[Excerpts from a dataset]

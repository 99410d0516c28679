//! Configuration module for Guide Scraper
//!
//! This module handles loading, parsing, and validating TOML configuration files.
//! Defaults come from `Config::default()`; there is no global configuration table.
//!
//! # Example
//!
//! ```no_run
//! use guide_scraper::config::load_config;
//! use std::path::Path;
//!
//! let config = load_config(Path::new("guide.toml")).unwrap();
//! println!("Writing to: {}", config.output_path().display());
//! ```

mod parser;
mod types;
mod validation;

// Re-export types
pub use types::{Config, CrawlConfig, HttpConfig, ImageConfig, Layout, OutputConfig};

// Re-export parser functions
pub use parser::{
    compute_config_hash, default_config_toml, load_config, load_config_with_hash, parse_config,
};
pub use validation::{validate, validate_start_url};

▸ **What you will do**: Output, exactly and with no other text, the line that contains "TOML configuration files." and all lines from there to the end of the records.

▸ **Solution for this exercise**:
//! This module handles loading, parsing, and validating TOML configuration files.
//! Defaults come from `Config::default()`; there is no global configuration table.
//!
//! # Example
//!
//! ```no_run
//! use guide_scraper::config::load_config;
//! use std::path::Path;
//!
//! let config = load_config(Path::new("guide.toml")).unwrap();
//! println!("Writing to: {}", config.output_path().display());
//! ```

mod parser;
mod types;
mod validation;

// Re-export types
pub use types::{Config, CrawlConfig, HttpConfig, ImageConfig, Layout, OutputConfig};

// Re-export parser functions
pub use parser::{
    compute_config_hash, default_config_toml, load_config, load_config_with_hash, parse_config,
};
pub use validation::{validate, validate_start_url};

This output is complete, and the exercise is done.